[[ INPUT DATA open ]]
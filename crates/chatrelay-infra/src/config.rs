//! Configuration loader for chatrelay.
//!
//! Reads a TOML file into [`RelayConfig`]. Falls back to defaults when the
//! file is missing or malformed, so the relay always starts with the stock
//! quota and session behavior. The completion API key never lives in the
//! file; it is read from the environment variable the file names.

use std::path::Path;

use secrecy::SecretString;

use chatrelay_types::config::{CompletionConfig, RelayConfig};
use chatrelay_types::error::ConfigError;

/// Load configuration from `path`.
///
/// - If the file does not exist, returns [`RelayConfig::default()`].
/// - If the file exists but cannot be read or parsed, logs a warning and
///   returns the default.
/// - Otherwise returns the parsed config.
pub async fn load_config(path: &Path) -> RelayConfig {
    let content = match tokio::fs::read_to_string(path).await {
        Ok(content) => content,
        Err(err) if err.kind() == std::io::ErrorKind::NotFound => {
            tracing::debug!("No config file at {}, using defaults", path.display());
            return RelayConfig::default();
        }
        Err(err) => {
            tracing::warn!("Failed to read {}: {err}, using defaults", path.display());
            return RelayConfig::default();
        }
    };

    match parse_config(&content) {
        Ok(config) => config,
        Err(err) => {
            tracing::warn!("Failed to parse {}: {err}, using defaults", path.display());
            RelayConfig::default()
        }
    }
}

/// Parse and validate a TOML document.
pub fn parse_config(content: &str) -> Result<RelayConfig, ConfigError> {
    let config: RelayConfig =
        toml::from_str(content).map_err(|e| ConfigError::Parse(e.to_string()))?;
    validate(&config)?;
    Ok(config)
}

/// Reject values that would make the relay unusable.
pub fn validate(config: &RelayConfig) -> Result<(), ConfigError> {
    if config.quota.limit == 0 {
        return Err(ConfigError::Invalid("quota.limit must be at least 1".into()));
    }
    if config.quota.window_secs == 0 {
        return Err(ConfigError::Invalid("quota.window_secs must be positive".into()));
    }
    if config.session.ttl_secs == 0 {
        return Err(ConfigError::Invalid("session.ttl_secs must be positive".into()));
    }
    if config.session.max_entries == Some(0) {
        return Err(ConfigError::Invalid("session.max_entries must be at least 1".into()));
    }
    if config.prompt.max_chars == 0 {
        return Err(ConfigError::Invalid("prompt.max_chars must be positive".into()));
    }
    if config.sweep_interval_secs == 0 {
        return Err(ConfigError::Invalid("sweep_interval_secs must be positive".into()));
    }
    Ok(())
}

/// Read the completion API key from the process environment.
pub fn resolve_api_key(config: &CompletionConfig) -> Result<SecretString, ConfigError> {
    resolve_api_key_with(config, |name| std::env::var(name).ok())
}

/// Read the completion API key through `lookup`.
///
/// An unset or blank variable is an error.
pub fn resolve_api_key_with(
    config: &CompletionConfig,
    lookup: impl Fn(&str) -> Option<String>,
) -> Result<SecretString, ConfigError> {
    match lookup(&config.api_key_env) {
        Some(key) if !key.trim().is_empty() => Ok(SecretString::from(key.trim().to_string())),
        _ => Err(ConfigError::MissingApiKey(config.api_key_env.clone())),
    }
}

#[cfg(test)]
mod tests {
    use super::*;
    use secrecy::ExposeSecret;
    use tempfile::TempDir;

    #[tokio::test]
    async fn test_load_config_missing_file_returns_default() {
        let tmp = TempDir::new().unwrap();
        let config = load_config(&tmp.path().join("config.toml")).await;
        assert_eq!(config.quota.limit, 3);
        assert_eq!(config.session.ttl_secs, 3600);
        assert!(config.roster.is_empty());
    }

    #[tokio::test]
    async fn test_load_config_valid_toml_returns_parsed() {
        let tmp = TempDir::new().unwrap();
        let path = tmp.path().join("config.toml");
        tokio::fs::write(
            &path,
            r#"
reply_prefix = "[relay]"
admin_name = "ops"

[quota]
limit = 5
window_secs = 600

[completion]
model = "gpt-4o"
api_key_env = "RELAY_KEY"

[[roster]]
user_id = "@alice"
display_name = "Alice"
"#,
        )
        .await
        .unwrap();

        let config = load_config(&path).await;
        assert_eq!(config.reply_prefix, "[relay]");
        assert_eq!(config.admin_name, "ops");
        assert_eq!(config.quota.limit, 5);
        assert_eq!(config.quota.window_secs, 600);
        assert_eq!(config.completion.model, "gpt-4o");
        assert_eq!(config.completion.api_key_env, "RELAY_KEY");
        assert_eq!(config.roster.len(), 1);
        assert_eq!(config.roster[0].display_name, "Alice");
        // Untouched sections keep their defaults.
        assert_eq!(config.prompt.max_chars, 4000);
    }

    #[tokio::test]
    async fn test_load_config_invalid_toml_returns_default() {
        let tmp = TempDir::new().unwrap();
        let path = tmp.path().join("config.toml");
        tokio::fs::write(&path, "this is not { valid toml !!!")
            .await
            .unwrap();

        let config = load_config(&path).await;
        assert_eq!(config.quota.limit, 3);
    }

    #[tokio::test]
    async fn test_load_config_invalid_values_return_default() {
        let tmp = TempDir::new().unwrap();
        let path = tmp.path().join("config.toml");
        tokio::fs::write(&path, "[quota]\nlimit = 0\n").await.unwrap();

        let config = load_config(&path).await;
        assert_eq!(config.quota.limit, 3);
    }

    #[test]
    fn test_parse_config_rejects_zero_values() {
        let err = parse_config("[session]\nttl_secs = 0\n").unwrap_err();
        assert!(matches!(err, ConfigError::Invalid(_)));

        let err = parse_config("[prompt]\nmax_chars = 0\n").unwrap_err();
        assert!(err.to_string().contains("prompt.max_chars"));
    }

    #[test]
    fn test_parse_config_reports_syntax_errors() {
        let err = parse_config("[quota\nlimit = 1").unwrap_err();
        assert!(matches!(err, ConfigError::Parse(_)));
    }

    #[test]
    fn test_resolve_api_key_reads_named_variable() {
        let config = CompletionConfig {
            api_key_env: "RELAY_KEY".to_string(),
            ..CompletionConfig::default()
        };
        let key = resolve_api_key_with(&config, |name| {
            (name == "RELAY_KEY").then(|| " sk-test \n".to_string())
        })
        .unwrap();
        assert_eq!(key.expose_secret(), "sk-test");
    }

    #[test]
    fn test_resolve_api_key_missing_or_blank_is_error() {
        let config = CompletionConfig::default();

        let err = resolve_api_key_with(&config, |_| None).unwrap_err();
        assert_eq!(
            err.to_string(),
            format!("environment variable '{}' is not set", config.api_key_env)
        );

        let err = resolve_api_key_with(&config, |_| Some("   ".to_string())).unwrap_err();
        assert!(matches!(err, ConfigError::MissingApiKey(_)));
    }
}
//! HTTP request handlers for the webhook API.

pub mod health;
pub mod message;

use axum::response::IntoResponse;

use crate::http::response::ApiResponse;

/// Fallback for unknown routes.
pub async fn not_found() -> impl IntoResponse {
    ApiResponse::error(
        "NOT_FOUND",
        "No such route",
        uuid::Uuid::now_v7().to_string(),
        0,
    )
}
use thiserror::Error;

/// Errors raised by a chat transport (reply delivery, roster lookup).
#[derive(Debug, Error)]
pub enum TransportError {
    #[error("send failed: {0}")]
    Send(String),

    #[error("roster unavailable: {0}")]
    Roster(String),

    #[error("transport closed")]
    Closed,
}

/// Errors returned by the message pipeline to its caller.
///
/// Quota and upstream failures are normally terminated locally by telling
/// the user; they only surface here when that notice could not be sent.
#[derive(Debug, Error)]
pub enum RelayError {
    #[error("quota exhausted after {count} uses and the notice could not be delivered: {source}")]
    QuotaNotice {
        count: u32,
        #[source]
        source: TransportError,
    },

    #[error("completion failed ({upstream}) and the notice could not be delivered: {source}")]
    UpstreamNotice {
        upstream: String,
        #[source]
        source: TransportError,
    },

    #[error("reply delivery failed: {0}")]
    Delivery(#[source] TransportError),
}

/// Errors from loading or validating configuration.
#[derive(Debug, Error)]
pub enum ConfigError {
    #[error("failed to read {path}: {message}")]
    Read { path: String, message: String },

    #[error("failed to parse config: {0}")]
    Parse(String),

    #[error("environment variable '{0}' is not set")]
    MissingApiKey(String),

    #[error("invalid config: {0}")]
    Invalid(String),
}
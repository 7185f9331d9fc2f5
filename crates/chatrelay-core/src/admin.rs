//! Privileged cache-clear command.
//!
//! A single operator, identified by display name, can reset another user's
//! quota and session context by sending `清除用户缓存:<display name>`.

/// Phrase that marks a cache-clear request.
pub const CLEAR_CACHE_TRIGGER: &str = "清除用户缓存";

/// Display name allowed to issue admin commands when none is configured.
pub const DEFAULT_ADMIN_NAME: &str = "锐";

#[derive(Debug, Clone, PartialEq, Eq)]
pub enum AdminCommand {
    /// Clear cached state for the users whose display name equals `target`.
    /// `None` when the command carried no name.
    ClearCache { target: Option<String> },
}

impl AdminCommand {
    /// Recognize an admin command in `request_text` sent by `sender_name`.
    ///
    /// Returns `None` unless the text contains the trigger phrase and the
    /// sender is exactly `admin_name`.
    pub fn parse(request_text: &str, sender_name: &str, admin_name: &str) -> Option<Self> {
        if sender_name != admin_name {
            return None;
        }
        let (_, after_trigger) = request_text.split_once(CLEAR_CACHE_TRIGGER)?;
        // The name runs up to the next colon.
        let target = after_trigger
            .split([':', '：'])
            .nth(1)
            .map(str::trim)
            .filter(|name| !name.is_empty())
            .map(str::to_string);

        Some(AdminCommand::ClearCache { target })
    }
}

pub fn cleared_notice(target: &str) -> String {
    format!("清除用户{target}缓存成功")
}

pub fn target_not_found_notice(target: &str) -> String {
    format!("未找到用户{target}，没有清除任何缓存")
}

pub fn usage_notice() -> String {
    format!("用法：{CLEAR_CACHE_TRIGGER}:<用户昵称>")
}

#[cfg(test)]
mod tests {
    use super::*;

    #[test]
    fn test_parses_target_after_colon() {
        let cmd = AdminCommand::parse("清除用户缓存:Alice", "锐", DEFAULT_ADMIN_NAME);
        assert_eq!(
            cmd,
            Some(AdminCommand::ClearCache {
                target: Some("Alice".to_string())
            })
        );
    }

    #[test]
    fn test_target_stops_at_next_colon() {
        let cmd = AdminCommand::parse("清除用户缓存:Alice:x", "锐", "锐");
        assert_eq!(
            cmd,
            Some(AdminCommand::ClearCache {
                target: Some("Alice".to_string())
            })
        );

        let cmd = AdminCommand::parse("清除用户缓存：Bob:extra：more", "锐", "锐");
        assert_eq!(
            cmd,
            Some(AdminCommand::ClearCache {
                target: Some("Bob".to_string())
            })
        );
    }

    #[test]
    fn test_accepts_full_width_colon_and_whitespace() {
        let cmd = AdminCommand::parse("清除用户缓存： Bob ", "锐", "锐");
        assert_eq!(
            cmd,
            Some(AdminCommand::ClearCache {
                target: Some("Bob".to_string())
            })
        );
    }

    #[test]
    fn test_matches_as_substring_of_composed_text() {
        let composed = "earlier question:earlier answer清除用户缓存:Carol";
        let cmd = AdminCommand::parse(composed, "锐", "锐");
        assert_eq!(
            cmd,
            Some(AdminCommand::ClearCache {
                target: Some("Carol".to_string())
            })
        );
    }

    #[test]
    fn test_missing_target_is_none() {
        assert_eq!(
            AdminCommand::parse("清除用户缓存", "锐", "锐"),
            Some(AdminCommand::ClearCache { target: None })
        );
        assert_eq!(
            AdminCommand::parse("清除用户缓存:  ", "锐", "锐"),
            Some(AdminCommand::ClearCache { target: None })
        );
    }

    #[test]
    fn test_non_admin_sender_is_ignored() {
        assert_eq!(AdminCommand::parse("清除用户缓存:Alice", "Mallory", "锐"), None);
    }

    #[test]
    fn test_text_without_trigger_is_ignored() {
        assert_eq!(AdminCommand::parse("hello:Alice", "锐", "锐"), None);
    }

    #[test]
    fn test_notices_name_the_target() {
        assert_eq!(cleared_notice("Alice"), "清除用户Alice缓存成功");
        assert!(target_not_found_notice("Zed").contains("Zed"));
        assert!(usage_notice().contains(CLEAR_CACHE_TRIGGER));
    }
}
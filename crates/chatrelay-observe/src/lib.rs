//! Observability setup for chatrelay: the global tracing subscriber and the
//! optional OpenTelemetry bridge.

pub mod tracing_setup;
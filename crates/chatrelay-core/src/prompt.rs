//! Request-text composition.
//!
//! The request sent upstream is the user's stored context followed by the
//! new message. Length limits are counted in characters and applied here,
//! never when the context is stored.

/// Default hard cap on the prompt sent upstream, in characters.
pub const DEFAULT_MAX_PROMPT_CHARS: usize = 4000;

/// Strip surrounding whitespace (including newlines) from a user message.
pub fn clean_user_text(text: &str) -> &str {
    text.trim()
}

/// Concatenate stored context and the new, cleaned message.
pub fn compose_request(context: &str, text: &str) -> String {
    let text = clean_user_text(text);
    let mut request = String::with_capacity(context.len() + text.len());
    request.push_str(context);
    request.push_str(text);
    request
}

/// The first `max_chars` characters of `text`.
pub fn truncate_chars(text: &str, max_chars: usize) -> &str {
    match text.char_indices().nth(max_chars) {
        Some((byte_idx, _)) => &text[..byte_idx],
        None => text,
    }
}
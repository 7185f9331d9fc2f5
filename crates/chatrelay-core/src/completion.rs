//! CompletionService trait definition.
//!
//! The relay treats the upstream text-completion service as an opaque
//! `prompt -> text` call. Uses RPITIT (native async fn in traits, Rust 2024
//! edition). Implementations live in chatrelay-infra.

use chatrelay_types::llm::LlmError;

/// Trait for text-completion backends.
///
/// Implementations are expected to apply their own request timeout and
/// report it as [`LlmError::Timeout`].
pub trait CompletionService: Send + Sync {
    /// Human-readable backend name, used in logs.
    fn name(&self) -> &str;

    /// Send `prompt` and return the raw completion text.
    fn complete(
        &self,
        prompt: &str,
    ) -> impl std::future::Future<Output = Result<String, LlmError>> + Send;
}
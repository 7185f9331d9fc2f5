//! `chatrelay console`: a terminal transport for local use.
//!
//! Each stdin line is one inbound text message from the configured sender.
//! Replies go to stdout; logs go to stderr.

use anyhow::Result;
use console::style;
use tokio::io::{AsyncBufRead, AsyncBufReadExt};

use chatrelay_core::completion::CompletionService;
use chatrelay_core::transport::ReplySink;
use chatrelay_types::message::{HandleOutcome, InboundMessage};

use crate::state::AppState;

/// Identity the console user speaks as.
#[derive(Debug, Clone)]
pub struct ConsoleSender {
    pub id: String,
    pub name: String,
}

/// Relay lines from `input` until EOF, replying through `sink`.
///
/// Returns the number of messages that produced a reply.
pub async fn run_console<C, R, S>(
    state: &AppState<C>,
    sender: &ConsoleSender,
    input: R,
    sink: &S,
) -> Result<usize>
where
    C: CompletionService + 'static,
    R: AsyncBufRead + Unpin,
    S: ReplySink,
{
    let mut lines = input.lines();
    let mut replied = 0;

    while let Some(line) = lines.next_line().await? {
        let message = InboundMessage::text(&sender.id, &sender.name, line);
        match state.pipeline.handle(&message, sink).await {
            Ok(outcome) => {
                if outcome.replied() {
                    replied += 1;
                }
                if let HandleOutcome::QuotaExceeded { count } = outcome {
                    tracing::debug!(count, "console sender is out of quota");
                }
            }
            Err(e) => tracing::warn!(error = %e, "failed to deliver console reply"),
        }
    }

    Ok(replied)
}

/// Banner printed before reading input.
pub fn print_banner(sender: &ConsoleSender, limit: u32) {
    eprintln!();
    eprintln!(
        "  {} chatrelay console as {}",
        style("⚡").bold(),
        style(&sender.name).cyan()
    );
    eprintln!(
        "  {}",
        style(format!("{limit} completions per window. Ctrl+D to quit.")).dim()
    );
    eprintln!();
}
use std::sync::Mutex;

use chatrelay_core::transport::ReplySink;
use chatrelay_types::error::TransportError;

/// Collects replies in memory.
#[derive(Debug, Default)]
pub struct BufferedSink {
    replies: Mutex<Vec<String>>,
}

impl BufferedSink {
    pub fn new() -> Self {
        Self::default()
    }

    /// Take everything sent so far, leaving the buffer empty.
    pub fn drain(&self) -> Vec<String> {
        std::mem::take(&mut *self.replies.lock().unwrap_or_else(|e| e.into_inner()))
    }
}

impl ReplySink for BufferedSink {
    async fn send_reply(&self, text: &str) -> Result<(), TransportError> {
        self.replies
            .lock()
            .unwrap_or_else(|e| e.into_inner())
            .push(text.to_string());
        Ok(())
    }
}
[[ INPUT DATA closed ]]
__WORK INSTRUCTIONS__: Exact duplication is required for the lines above, from the line that contains "use console::style;" to the line that contains "replied += 1;", inclusive; omit all others.

__TASK OUTPUT__:
use console::style;
use tokio::io::{AsyncBufRead, AsyncBufReadExt};

use chatrelay_core::completion::CompletionService;
use chatrelay_core::transport::ReplySink;
use chatrelay_types::message::{HandleOutcome, InboundMessage};

use crate::state::AppState;

/// Identity the console user speaks as.
#[derive(Debug, Clone)]
pub struct ConsoleSender {
    pub id: String,
    pub name: String,
}

/// Relay lines from `input` until EOF, replying through `sink`.
///
/// Returns the number of messages that produced a reply.
pub async fn run_console<C, R, S>(
    state: &AppState<C>,
    sender: &ConsoleSender,
    input: R,
    sink: &S,
) -> Result<usize>
where
    C: CompletionService + 'static,
    R: AsyncBufRead + Unpin,
    S: ReplySink,
{
    let mut lines = input.lines();
    let mut replied = 0;

    while let Some(line) = lines.next_line().await? {
        let message = InboundMessage::text(&sender.id, &sender.name, line);
        match state.pipeline.handle(&message, sink).await {
            Ok(outcome) => {
                if outcome.replied() {
                    replied += 1;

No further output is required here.